Content starts
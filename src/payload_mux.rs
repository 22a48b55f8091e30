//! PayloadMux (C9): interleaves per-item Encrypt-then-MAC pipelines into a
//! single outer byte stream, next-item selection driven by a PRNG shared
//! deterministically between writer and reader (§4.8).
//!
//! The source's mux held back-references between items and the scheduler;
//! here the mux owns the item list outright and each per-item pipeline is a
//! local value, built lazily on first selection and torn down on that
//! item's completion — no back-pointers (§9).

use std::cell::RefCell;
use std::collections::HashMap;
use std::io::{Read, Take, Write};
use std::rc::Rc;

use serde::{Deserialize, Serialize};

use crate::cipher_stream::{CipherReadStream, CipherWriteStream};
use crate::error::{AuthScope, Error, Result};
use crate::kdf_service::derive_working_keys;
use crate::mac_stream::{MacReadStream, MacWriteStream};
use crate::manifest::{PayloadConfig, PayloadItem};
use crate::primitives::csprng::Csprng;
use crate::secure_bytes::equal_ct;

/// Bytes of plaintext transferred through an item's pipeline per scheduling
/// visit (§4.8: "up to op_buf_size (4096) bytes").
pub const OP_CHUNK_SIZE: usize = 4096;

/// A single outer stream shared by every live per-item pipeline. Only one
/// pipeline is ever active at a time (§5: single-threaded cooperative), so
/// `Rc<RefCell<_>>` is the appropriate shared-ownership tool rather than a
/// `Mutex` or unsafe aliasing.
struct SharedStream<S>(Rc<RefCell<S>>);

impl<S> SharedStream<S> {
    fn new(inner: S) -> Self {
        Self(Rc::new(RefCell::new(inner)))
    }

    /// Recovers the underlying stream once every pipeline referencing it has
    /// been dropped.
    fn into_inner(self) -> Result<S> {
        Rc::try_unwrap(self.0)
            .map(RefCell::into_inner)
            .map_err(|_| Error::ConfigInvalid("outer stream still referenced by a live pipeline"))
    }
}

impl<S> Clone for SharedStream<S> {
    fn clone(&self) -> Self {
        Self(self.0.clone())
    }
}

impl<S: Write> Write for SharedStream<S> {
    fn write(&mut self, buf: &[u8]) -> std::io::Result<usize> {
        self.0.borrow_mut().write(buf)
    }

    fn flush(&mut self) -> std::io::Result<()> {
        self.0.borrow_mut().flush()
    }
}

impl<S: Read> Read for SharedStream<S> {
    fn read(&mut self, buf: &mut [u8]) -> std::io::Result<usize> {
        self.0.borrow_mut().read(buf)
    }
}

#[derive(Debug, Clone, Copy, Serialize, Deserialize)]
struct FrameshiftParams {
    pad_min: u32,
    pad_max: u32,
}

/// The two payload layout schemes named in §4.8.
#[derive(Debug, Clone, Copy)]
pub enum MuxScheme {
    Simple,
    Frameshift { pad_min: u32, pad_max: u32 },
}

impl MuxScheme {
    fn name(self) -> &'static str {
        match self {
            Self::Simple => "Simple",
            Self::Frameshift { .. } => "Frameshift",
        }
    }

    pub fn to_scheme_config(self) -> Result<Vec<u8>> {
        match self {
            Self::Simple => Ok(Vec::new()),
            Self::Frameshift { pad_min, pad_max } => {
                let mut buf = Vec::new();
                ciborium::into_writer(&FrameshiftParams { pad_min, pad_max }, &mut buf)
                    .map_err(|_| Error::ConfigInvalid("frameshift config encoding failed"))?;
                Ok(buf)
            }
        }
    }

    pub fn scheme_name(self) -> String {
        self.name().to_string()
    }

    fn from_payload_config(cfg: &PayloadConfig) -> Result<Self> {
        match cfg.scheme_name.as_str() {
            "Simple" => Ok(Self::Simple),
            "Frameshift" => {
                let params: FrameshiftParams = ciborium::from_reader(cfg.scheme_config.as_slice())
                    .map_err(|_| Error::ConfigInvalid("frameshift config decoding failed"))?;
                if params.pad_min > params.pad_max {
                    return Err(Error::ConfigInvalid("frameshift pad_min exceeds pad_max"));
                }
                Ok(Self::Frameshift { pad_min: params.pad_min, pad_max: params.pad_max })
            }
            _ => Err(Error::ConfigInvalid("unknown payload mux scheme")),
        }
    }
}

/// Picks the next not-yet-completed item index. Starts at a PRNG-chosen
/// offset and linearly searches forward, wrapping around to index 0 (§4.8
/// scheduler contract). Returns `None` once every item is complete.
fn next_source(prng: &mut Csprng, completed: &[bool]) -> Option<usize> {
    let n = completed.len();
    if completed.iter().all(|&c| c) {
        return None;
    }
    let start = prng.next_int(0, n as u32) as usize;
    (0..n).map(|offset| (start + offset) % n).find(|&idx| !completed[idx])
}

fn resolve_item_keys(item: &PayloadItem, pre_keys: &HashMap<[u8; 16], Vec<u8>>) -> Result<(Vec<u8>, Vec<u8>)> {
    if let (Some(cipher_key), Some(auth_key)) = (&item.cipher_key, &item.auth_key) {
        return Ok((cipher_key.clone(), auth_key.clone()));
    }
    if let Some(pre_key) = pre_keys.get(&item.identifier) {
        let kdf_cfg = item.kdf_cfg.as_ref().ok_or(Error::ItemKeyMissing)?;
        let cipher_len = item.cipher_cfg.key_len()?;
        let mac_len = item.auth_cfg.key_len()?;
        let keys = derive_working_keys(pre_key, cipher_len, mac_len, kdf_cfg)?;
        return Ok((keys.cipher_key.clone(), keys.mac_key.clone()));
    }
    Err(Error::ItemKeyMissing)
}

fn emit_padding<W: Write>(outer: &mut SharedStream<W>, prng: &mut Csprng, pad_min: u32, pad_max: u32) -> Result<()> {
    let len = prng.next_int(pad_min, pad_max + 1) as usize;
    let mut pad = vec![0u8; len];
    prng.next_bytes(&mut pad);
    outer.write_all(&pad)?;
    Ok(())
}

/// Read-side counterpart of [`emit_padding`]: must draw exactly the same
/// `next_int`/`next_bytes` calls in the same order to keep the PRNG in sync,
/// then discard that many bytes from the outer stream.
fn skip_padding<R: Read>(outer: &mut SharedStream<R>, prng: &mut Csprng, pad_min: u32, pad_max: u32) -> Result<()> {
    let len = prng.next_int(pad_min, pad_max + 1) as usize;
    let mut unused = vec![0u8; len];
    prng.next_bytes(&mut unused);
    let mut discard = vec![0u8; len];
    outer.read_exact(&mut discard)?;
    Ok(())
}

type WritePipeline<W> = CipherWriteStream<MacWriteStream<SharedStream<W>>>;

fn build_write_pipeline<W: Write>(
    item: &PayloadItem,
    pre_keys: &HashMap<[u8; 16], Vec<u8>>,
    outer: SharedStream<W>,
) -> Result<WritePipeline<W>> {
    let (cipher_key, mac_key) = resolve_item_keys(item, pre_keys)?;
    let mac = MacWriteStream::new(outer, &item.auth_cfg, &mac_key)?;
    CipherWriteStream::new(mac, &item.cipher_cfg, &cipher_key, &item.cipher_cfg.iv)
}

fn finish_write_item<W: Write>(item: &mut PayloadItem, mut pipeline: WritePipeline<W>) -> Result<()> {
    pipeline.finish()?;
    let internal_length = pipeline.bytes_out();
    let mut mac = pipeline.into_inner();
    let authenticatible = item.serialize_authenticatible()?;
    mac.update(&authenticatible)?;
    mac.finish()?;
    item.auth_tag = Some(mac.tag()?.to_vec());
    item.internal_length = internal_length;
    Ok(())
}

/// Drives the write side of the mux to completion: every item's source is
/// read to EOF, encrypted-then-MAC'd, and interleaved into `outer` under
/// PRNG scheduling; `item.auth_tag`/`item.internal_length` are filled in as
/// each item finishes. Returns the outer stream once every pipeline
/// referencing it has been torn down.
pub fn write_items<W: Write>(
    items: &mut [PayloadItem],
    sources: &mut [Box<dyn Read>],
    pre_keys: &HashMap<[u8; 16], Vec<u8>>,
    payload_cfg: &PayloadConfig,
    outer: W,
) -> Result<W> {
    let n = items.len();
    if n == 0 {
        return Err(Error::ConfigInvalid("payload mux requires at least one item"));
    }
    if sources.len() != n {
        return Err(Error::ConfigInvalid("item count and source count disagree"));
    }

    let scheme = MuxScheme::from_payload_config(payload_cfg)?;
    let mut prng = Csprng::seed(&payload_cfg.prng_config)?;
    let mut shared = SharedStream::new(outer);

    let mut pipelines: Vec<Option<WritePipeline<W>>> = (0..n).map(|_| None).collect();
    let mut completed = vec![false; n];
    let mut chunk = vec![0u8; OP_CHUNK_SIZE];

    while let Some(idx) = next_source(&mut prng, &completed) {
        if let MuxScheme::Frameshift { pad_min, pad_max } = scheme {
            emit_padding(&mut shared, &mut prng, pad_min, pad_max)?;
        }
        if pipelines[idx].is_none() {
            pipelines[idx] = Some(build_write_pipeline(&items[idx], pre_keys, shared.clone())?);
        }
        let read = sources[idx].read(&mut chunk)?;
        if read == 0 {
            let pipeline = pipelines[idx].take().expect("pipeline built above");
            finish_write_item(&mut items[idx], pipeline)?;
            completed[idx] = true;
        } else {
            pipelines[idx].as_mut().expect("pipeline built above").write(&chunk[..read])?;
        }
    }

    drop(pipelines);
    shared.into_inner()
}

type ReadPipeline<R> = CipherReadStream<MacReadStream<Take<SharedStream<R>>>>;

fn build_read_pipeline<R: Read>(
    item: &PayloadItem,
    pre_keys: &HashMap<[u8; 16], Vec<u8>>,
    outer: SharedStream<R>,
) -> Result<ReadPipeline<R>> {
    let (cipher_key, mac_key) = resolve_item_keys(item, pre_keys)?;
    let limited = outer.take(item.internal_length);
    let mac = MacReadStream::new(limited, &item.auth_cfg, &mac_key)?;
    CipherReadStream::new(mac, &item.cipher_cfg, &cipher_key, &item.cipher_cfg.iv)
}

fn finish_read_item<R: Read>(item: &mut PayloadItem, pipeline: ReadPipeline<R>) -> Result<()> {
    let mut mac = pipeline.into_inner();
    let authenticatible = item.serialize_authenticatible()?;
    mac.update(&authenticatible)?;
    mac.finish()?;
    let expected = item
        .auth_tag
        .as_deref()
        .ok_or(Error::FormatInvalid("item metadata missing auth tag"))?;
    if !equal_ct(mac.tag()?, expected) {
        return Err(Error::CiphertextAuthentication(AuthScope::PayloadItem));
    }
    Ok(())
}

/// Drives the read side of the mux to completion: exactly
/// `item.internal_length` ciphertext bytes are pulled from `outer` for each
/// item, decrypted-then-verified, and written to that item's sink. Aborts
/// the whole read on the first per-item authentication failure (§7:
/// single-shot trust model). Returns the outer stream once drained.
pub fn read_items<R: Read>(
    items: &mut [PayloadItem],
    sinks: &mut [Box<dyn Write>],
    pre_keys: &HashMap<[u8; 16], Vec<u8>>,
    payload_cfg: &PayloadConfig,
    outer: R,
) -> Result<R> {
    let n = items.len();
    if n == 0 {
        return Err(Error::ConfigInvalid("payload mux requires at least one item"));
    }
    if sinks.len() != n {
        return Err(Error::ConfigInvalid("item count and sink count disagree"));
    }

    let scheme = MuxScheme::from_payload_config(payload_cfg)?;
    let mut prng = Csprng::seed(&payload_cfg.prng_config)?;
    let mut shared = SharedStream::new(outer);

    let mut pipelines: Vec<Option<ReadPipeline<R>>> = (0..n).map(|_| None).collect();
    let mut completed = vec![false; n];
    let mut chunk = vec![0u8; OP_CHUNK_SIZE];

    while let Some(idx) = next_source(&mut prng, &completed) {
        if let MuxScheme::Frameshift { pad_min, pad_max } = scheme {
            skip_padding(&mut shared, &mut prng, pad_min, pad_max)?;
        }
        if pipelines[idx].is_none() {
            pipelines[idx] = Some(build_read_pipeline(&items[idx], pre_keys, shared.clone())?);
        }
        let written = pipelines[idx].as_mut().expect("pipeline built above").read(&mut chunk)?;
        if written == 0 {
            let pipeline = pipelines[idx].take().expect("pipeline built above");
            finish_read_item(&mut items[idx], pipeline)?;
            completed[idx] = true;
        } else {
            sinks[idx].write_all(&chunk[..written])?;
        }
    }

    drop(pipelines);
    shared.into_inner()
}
Content ends
**Problem details**
From the listing above, the lines starting with the one that has "let internal_length = pipeline.bytes_out();" and running through the one that has "EOF, encrypted-then-MAC'd, and" should be copied exactly, ends included.

**Written response**
    let internal_length = pipeline.bytes_out();
    let mut mac = pipeline.into_inner();
    let authenticatible = item.serialize_authenticatible()?;
    mac.update(&authenticatible)?;
    mac.finish()?;
    item.auth_tag = Some(mac.tag()?.to_vec());
    item.internal_length = internal_length;
    Ok(())
}

/// Drives the write side of the mux to completion: every item's source is
/// read to EOF, encrypted-then-MAC'd, and interleaved into `outer` under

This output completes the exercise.